## [Your objective]
What number of lines in the data below contain the string "CoordinatorConfig"? Answer with that number alone.

[Stored items]
● ● ●

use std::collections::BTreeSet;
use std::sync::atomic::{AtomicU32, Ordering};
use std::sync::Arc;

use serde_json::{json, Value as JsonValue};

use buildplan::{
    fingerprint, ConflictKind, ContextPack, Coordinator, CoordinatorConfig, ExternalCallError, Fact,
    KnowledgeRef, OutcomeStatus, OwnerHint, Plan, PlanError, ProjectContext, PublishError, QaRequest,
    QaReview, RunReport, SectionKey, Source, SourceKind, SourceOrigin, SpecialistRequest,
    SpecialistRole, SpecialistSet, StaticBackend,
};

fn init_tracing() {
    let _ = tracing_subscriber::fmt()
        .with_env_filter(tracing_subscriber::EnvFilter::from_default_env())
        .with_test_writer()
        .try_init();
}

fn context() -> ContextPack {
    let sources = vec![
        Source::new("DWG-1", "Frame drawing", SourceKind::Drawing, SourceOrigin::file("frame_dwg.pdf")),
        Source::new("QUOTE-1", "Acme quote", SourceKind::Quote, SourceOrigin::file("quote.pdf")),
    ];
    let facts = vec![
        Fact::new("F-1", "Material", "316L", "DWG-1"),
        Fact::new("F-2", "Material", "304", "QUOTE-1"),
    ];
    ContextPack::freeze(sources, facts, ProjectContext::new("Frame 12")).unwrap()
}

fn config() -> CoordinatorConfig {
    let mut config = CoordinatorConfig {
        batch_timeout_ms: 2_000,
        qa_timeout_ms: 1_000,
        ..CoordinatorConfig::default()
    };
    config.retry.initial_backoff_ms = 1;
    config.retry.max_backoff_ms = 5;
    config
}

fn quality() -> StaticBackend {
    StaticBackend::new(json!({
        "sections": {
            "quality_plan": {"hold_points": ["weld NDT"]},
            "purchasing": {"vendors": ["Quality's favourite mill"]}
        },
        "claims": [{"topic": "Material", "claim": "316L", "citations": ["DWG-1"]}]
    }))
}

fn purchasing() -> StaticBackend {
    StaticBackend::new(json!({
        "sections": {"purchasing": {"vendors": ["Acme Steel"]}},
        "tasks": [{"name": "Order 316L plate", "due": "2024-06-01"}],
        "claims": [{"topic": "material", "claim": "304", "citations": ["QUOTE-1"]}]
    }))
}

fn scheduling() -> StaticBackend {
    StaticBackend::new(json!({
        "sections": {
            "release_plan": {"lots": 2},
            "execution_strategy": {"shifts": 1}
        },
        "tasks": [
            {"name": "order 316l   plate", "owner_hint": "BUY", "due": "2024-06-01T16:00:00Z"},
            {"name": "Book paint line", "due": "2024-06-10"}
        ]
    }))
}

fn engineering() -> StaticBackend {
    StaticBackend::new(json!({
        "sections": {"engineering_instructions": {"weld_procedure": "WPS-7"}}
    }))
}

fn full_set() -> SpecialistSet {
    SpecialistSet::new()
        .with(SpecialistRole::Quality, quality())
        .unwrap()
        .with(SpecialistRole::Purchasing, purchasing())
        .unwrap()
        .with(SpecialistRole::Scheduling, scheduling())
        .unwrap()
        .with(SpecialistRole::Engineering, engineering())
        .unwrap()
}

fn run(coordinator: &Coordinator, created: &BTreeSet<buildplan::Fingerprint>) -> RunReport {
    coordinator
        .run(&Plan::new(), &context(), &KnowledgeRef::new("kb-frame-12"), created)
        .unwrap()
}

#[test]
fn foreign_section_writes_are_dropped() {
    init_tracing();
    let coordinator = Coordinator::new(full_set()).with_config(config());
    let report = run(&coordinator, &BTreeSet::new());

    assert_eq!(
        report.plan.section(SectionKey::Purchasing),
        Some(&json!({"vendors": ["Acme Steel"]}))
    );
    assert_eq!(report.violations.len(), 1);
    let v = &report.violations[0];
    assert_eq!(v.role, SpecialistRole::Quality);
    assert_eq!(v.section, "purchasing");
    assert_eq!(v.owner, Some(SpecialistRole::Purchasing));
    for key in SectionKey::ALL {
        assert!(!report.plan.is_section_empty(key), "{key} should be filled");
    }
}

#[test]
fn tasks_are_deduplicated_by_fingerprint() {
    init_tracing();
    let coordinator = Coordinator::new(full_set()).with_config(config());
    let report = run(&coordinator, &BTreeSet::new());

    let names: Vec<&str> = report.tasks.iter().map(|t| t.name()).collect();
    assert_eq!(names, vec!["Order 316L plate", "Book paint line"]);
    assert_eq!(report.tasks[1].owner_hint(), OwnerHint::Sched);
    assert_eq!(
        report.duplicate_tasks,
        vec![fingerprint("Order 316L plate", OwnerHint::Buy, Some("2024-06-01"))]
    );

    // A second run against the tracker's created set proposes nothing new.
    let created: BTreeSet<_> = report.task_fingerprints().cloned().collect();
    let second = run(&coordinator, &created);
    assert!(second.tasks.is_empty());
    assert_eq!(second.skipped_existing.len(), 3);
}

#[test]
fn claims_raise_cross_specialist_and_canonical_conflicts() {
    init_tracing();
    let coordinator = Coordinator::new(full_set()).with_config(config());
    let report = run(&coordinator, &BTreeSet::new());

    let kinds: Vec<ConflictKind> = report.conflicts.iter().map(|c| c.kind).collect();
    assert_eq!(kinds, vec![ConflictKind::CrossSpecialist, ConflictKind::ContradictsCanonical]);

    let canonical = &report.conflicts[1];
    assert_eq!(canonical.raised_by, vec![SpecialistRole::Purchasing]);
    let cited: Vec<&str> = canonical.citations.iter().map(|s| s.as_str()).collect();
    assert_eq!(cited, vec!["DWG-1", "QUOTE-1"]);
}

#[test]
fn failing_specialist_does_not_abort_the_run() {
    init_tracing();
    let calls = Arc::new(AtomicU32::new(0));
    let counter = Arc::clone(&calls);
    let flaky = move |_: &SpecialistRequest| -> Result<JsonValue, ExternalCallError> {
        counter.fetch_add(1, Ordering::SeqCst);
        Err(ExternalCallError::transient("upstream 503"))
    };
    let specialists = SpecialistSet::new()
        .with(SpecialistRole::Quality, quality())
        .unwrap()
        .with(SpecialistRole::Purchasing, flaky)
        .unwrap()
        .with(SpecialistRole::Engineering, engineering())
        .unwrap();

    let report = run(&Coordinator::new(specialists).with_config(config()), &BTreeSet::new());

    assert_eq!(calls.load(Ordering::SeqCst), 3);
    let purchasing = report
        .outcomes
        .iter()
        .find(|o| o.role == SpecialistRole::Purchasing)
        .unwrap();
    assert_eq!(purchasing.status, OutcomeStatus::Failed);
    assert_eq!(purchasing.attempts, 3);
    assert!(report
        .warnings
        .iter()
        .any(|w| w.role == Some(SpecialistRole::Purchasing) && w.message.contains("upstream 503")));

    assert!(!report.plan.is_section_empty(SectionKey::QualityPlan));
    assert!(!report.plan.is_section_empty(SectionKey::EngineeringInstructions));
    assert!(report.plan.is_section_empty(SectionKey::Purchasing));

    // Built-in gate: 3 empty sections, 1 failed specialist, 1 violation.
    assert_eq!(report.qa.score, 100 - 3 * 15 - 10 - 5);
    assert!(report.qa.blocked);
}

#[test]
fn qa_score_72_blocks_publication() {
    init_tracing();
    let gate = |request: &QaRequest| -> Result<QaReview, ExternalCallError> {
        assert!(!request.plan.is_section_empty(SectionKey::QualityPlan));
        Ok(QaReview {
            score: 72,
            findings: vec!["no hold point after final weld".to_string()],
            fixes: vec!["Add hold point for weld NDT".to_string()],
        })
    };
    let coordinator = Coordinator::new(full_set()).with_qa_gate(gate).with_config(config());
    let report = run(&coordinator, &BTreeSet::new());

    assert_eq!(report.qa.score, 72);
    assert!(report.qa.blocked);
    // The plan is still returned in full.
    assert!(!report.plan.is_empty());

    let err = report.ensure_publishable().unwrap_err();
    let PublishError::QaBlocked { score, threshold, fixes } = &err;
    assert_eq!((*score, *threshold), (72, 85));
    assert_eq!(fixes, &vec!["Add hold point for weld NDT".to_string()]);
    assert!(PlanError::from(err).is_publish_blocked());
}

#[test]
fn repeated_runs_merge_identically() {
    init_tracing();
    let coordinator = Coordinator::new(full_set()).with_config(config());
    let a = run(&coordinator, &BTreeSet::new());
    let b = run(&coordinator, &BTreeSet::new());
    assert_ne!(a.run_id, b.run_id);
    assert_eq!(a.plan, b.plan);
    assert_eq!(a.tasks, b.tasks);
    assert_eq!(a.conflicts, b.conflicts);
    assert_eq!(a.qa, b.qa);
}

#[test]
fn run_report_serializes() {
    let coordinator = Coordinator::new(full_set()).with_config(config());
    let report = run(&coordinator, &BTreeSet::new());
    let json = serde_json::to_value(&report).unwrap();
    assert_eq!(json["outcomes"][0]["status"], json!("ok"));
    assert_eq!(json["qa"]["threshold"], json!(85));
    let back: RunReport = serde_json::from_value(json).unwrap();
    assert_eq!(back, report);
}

● ● ●

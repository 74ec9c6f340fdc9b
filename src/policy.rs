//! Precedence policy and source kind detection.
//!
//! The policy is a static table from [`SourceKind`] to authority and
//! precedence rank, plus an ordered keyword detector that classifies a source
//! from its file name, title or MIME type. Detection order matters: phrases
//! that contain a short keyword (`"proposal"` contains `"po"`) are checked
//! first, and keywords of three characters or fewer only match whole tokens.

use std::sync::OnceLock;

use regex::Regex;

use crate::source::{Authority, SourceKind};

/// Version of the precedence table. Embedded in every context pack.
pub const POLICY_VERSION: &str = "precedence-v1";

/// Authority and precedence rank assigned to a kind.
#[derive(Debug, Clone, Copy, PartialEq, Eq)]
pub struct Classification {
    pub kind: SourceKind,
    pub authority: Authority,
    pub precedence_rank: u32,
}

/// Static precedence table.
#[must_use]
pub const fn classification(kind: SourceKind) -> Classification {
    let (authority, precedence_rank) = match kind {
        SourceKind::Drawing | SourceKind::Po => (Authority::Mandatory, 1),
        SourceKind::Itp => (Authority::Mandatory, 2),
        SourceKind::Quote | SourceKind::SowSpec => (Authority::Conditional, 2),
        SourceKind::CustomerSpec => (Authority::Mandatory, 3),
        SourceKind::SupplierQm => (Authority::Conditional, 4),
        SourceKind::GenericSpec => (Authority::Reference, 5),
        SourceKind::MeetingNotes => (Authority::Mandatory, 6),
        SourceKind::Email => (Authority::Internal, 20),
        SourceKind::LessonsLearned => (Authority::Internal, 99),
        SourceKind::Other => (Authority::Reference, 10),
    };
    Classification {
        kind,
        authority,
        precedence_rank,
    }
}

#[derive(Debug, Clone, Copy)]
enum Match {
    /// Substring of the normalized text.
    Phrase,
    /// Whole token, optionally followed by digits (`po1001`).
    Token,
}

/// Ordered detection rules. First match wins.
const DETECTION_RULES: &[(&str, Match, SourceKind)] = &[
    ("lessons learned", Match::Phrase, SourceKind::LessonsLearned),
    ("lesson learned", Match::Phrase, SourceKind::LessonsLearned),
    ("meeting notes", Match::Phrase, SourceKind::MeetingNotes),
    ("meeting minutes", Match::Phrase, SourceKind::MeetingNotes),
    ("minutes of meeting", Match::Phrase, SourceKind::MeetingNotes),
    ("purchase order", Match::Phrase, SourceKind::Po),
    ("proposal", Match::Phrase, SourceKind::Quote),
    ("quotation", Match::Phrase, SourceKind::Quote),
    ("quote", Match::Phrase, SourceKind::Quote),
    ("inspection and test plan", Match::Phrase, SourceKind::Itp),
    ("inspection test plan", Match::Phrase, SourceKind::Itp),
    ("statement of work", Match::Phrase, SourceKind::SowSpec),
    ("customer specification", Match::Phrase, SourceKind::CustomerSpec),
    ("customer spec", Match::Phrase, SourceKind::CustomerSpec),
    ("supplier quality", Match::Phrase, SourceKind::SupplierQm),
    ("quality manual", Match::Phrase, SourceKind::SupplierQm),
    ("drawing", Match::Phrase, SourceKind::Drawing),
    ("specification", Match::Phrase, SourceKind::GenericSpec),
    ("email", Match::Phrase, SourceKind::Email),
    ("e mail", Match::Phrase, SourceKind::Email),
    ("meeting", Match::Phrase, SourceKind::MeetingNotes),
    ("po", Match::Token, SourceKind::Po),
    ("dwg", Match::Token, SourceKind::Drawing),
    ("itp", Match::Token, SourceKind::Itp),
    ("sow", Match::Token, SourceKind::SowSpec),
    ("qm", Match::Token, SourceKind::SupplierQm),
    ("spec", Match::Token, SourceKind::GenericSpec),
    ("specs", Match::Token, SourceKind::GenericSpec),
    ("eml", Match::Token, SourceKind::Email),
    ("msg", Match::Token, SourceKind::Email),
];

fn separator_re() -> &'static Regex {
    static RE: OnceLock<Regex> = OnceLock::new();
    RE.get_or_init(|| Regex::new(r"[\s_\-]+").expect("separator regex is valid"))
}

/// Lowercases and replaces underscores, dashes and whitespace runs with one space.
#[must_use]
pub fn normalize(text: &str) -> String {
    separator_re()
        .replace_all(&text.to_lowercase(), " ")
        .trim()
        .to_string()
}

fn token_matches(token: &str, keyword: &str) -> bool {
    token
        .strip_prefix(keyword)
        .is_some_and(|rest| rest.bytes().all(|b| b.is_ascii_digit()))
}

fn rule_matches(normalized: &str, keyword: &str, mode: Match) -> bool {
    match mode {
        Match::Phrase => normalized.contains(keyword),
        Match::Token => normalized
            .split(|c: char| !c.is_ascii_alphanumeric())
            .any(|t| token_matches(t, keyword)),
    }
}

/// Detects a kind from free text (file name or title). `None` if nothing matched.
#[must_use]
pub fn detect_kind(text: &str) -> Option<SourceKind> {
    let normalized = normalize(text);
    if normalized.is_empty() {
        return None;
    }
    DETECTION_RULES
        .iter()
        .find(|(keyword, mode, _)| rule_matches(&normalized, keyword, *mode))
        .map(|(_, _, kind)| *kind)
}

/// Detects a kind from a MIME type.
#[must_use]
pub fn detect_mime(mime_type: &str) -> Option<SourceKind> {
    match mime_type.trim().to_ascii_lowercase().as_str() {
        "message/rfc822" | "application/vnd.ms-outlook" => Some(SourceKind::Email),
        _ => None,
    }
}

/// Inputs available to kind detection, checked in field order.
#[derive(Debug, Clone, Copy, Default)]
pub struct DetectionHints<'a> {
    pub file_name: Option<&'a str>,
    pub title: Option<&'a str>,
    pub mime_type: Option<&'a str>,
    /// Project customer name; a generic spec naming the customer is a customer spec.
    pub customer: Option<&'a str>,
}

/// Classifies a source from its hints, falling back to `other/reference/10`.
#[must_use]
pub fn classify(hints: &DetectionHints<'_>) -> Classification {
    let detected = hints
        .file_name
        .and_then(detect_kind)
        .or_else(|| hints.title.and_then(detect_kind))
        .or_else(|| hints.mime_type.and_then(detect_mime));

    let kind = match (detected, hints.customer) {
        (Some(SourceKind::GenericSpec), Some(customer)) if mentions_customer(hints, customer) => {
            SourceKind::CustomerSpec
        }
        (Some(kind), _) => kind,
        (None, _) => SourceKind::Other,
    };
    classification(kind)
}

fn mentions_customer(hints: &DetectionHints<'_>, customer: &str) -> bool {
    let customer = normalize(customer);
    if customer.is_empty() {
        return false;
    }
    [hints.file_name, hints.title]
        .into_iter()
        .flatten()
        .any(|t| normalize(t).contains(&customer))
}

● ● ●

## [Answer to this exercise]
4